_TASK BRIEF_.
Among the entries below, tally each line in which the word "ObjectDef" is found, then state the tally alone.

>>>>>

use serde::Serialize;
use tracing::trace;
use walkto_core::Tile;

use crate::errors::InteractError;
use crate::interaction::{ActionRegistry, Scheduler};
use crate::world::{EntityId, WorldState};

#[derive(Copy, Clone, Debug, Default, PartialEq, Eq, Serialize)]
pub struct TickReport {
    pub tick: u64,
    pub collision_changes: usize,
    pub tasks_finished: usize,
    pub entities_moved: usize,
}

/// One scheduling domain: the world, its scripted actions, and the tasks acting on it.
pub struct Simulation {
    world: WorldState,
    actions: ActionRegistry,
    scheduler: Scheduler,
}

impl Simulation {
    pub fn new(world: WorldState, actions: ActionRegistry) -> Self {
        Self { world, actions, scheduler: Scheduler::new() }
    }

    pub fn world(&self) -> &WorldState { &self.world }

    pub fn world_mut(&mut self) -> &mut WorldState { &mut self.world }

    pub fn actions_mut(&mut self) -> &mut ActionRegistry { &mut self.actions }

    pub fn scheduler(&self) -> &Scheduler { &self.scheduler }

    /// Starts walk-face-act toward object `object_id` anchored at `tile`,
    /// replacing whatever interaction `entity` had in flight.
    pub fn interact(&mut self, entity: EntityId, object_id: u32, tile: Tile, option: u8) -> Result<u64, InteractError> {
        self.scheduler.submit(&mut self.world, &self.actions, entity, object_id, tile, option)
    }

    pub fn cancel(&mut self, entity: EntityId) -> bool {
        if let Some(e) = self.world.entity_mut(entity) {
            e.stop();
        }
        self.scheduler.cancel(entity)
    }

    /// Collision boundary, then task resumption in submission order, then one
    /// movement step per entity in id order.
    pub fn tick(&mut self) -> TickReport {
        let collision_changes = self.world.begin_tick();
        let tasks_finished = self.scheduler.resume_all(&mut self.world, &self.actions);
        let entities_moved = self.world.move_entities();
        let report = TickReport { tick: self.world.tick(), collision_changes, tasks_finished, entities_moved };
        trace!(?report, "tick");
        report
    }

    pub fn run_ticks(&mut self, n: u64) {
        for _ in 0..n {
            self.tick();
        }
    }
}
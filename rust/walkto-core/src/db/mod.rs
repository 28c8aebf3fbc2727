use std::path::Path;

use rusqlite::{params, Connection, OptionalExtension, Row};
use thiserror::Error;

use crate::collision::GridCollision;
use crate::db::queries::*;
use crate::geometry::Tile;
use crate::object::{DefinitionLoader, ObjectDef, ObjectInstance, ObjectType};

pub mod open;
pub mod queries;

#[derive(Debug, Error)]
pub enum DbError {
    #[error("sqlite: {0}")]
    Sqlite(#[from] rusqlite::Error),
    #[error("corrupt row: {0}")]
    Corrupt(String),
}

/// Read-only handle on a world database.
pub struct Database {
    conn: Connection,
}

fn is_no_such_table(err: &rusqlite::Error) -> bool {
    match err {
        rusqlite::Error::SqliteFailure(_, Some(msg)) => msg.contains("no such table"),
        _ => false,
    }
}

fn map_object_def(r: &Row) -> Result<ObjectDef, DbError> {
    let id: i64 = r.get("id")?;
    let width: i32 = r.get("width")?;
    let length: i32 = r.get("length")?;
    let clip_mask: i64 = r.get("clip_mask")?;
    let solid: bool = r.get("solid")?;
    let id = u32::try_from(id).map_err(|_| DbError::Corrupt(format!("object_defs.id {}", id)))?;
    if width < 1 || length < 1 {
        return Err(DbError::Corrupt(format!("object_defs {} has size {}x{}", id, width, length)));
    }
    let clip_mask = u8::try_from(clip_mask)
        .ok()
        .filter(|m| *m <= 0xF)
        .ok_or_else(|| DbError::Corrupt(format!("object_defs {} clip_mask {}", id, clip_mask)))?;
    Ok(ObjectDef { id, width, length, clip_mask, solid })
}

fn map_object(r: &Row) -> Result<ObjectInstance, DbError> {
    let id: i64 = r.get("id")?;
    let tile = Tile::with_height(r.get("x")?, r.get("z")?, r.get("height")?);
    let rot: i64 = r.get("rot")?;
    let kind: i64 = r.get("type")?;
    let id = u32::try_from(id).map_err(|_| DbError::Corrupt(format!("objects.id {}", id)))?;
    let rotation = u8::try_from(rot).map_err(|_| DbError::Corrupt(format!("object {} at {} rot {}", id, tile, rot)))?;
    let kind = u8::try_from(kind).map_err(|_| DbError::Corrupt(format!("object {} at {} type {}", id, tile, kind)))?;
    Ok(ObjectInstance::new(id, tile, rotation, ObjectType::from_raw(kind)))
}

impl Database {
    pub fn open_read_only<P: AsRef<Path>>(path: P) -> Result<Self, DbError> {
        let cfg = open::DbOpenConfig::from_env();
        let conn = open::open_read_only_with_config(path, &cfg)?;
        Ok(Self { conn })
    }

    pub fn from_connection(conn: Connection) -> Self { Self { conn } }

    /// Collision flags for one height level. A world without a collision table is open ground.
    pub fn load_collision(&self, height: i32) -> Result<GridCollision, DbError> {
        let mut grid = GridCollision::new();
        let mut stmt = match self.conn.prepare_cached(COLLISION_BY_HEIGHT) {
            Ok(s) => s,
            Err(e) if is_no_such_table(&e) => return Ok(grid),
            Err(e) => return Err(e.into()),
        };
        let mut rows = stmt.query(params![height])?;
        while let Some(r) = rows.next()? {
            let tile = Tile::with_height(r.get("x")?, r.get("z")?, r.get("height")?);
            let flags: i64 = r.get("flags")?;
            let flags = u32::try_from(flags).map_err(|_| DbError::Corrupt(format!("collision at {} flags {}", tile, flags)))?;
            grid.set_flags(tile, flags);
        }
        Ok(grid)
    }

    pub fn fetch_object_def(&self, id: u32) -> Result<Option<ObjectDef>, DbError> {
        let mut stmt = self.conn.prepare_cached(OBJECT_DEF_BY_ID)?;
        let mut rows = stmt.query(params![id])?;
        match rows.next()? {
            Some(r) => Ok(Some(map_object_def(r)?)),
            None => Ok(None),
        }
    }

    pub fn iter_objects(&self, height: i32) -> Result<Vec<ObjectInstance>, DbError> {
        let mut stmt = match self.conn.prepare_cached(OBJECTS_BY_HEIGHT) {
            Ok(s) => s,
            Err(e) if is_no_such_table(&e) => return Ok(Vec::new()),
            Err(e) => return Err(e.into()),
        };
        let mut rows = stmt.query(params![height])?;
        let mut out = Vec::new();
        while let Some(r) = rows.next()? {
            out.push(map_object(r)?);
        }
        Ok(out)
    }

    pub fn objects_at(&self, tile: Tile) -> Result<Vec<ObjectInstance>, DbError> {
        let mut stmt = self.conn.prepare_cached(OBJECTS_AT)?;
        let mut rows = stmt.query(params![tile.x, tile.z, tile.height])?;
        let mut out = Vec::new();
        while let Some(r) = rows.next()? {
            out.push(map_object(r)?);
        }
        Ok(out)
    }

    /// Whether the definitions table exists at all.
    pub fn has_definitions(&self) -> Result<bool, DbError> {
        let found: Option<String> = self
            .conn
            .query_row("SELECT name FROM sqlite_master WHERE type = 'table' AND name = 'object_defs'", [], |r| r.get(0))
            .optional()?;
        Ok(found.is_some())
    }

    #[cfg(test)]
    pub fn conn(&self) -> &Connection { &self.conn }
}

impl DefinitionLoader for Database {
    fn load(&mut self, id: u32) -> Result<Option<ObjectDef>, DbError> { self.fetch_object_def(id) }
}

<<<<<
>>>>>

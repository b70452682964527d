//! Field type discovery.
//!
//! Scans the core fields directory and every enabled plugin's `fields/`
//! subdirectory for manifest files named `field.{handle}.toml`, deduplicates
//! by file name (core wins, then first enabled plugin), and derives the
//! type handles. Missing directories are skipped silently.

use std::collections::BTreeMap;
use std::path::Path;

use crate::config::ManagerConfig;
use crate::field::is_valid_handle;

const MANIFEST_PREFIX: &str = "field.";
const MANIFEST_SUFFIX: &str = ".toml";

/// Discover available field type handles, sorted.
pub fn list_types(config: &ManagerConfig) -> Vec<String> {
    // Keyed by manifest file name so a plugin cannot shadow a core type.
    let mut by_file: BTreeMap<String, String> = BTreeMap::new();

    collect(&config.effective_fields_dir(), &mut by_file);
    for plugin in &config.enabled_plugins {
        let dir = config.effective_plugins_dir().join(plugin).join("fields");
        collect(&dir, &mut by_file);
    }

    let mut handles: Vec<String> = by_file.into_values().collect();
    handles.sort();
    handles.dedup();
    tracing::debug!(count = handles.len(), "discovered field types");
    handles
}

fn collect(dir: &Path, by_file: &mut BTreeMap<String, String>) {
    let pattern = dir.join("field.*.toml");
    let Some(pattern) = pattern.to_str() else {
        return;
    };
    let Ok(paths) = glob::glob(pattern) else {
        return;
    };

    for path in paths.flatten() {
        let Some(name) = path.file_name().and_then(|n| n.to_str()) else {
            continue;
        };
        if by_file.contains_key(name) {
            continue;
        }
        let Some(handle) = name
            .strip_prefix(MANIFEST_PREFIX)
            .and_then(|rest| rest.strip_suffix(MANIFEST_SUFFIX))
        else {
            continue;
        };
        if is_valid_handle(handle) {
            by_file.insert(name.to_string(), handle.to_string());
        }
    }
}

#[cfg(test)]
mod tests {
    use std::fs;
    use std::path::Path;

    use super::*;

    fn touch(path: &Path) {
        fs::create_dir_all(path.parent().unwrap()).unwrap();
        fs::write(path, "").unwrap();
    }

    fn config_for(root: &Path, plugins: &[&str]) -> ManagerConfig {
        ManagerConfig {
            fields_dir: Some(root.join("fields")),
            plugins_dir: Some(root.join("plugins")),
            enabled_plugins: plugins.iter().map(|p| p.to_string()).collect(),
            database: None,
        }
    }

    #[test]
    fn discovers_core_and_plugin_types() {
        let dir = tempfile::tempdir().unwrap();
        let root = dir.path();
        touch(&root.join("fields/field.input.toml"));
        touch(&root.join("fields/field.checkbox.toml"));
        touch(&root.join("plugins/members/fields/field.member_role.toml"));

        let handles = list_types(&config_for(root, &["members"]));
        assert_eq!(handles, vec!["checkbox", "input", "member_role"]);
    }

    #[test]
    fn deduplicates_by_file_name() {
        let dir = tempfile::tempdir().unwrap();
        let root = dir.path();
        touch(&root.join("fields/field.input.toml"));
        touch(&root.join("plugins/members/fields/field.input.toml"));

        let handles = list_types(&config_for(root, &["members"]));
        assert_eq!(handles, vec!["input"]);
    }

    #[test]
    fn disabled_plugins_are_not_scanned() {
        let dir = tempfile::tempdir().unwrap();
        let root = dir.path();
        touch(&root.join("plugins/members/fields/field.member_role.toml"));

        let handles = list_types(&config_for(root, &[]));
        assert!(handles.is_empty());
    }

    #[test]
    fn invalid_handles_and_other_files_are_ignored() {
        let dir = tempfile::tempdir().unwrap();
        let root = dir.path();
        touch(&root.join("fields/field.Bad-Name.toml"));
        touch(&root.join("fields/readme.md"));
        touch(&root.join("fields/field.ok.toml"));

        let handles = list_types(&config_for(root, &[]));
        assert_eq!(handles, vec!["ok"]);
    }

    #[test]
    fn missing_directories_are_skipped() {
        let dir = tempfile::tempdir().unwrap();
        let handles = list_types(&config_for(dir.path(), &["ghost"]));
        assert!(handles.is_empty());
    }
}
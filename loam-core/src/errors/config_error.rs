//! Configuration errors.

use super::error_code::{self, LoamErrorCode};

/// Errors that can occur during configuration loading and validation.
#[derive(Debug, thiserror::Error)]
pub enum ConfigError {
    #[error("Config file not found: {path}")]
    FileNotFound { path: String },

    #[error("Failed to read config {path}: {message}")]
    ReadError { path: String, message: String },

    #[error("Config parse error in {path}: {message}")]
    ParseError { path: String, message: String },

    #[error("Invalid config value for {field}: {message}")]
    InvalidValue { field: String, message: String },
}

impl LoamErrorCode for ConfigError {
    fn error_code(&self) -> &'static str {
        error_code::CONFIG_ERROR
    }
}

<<<<<

_RESULT_.
5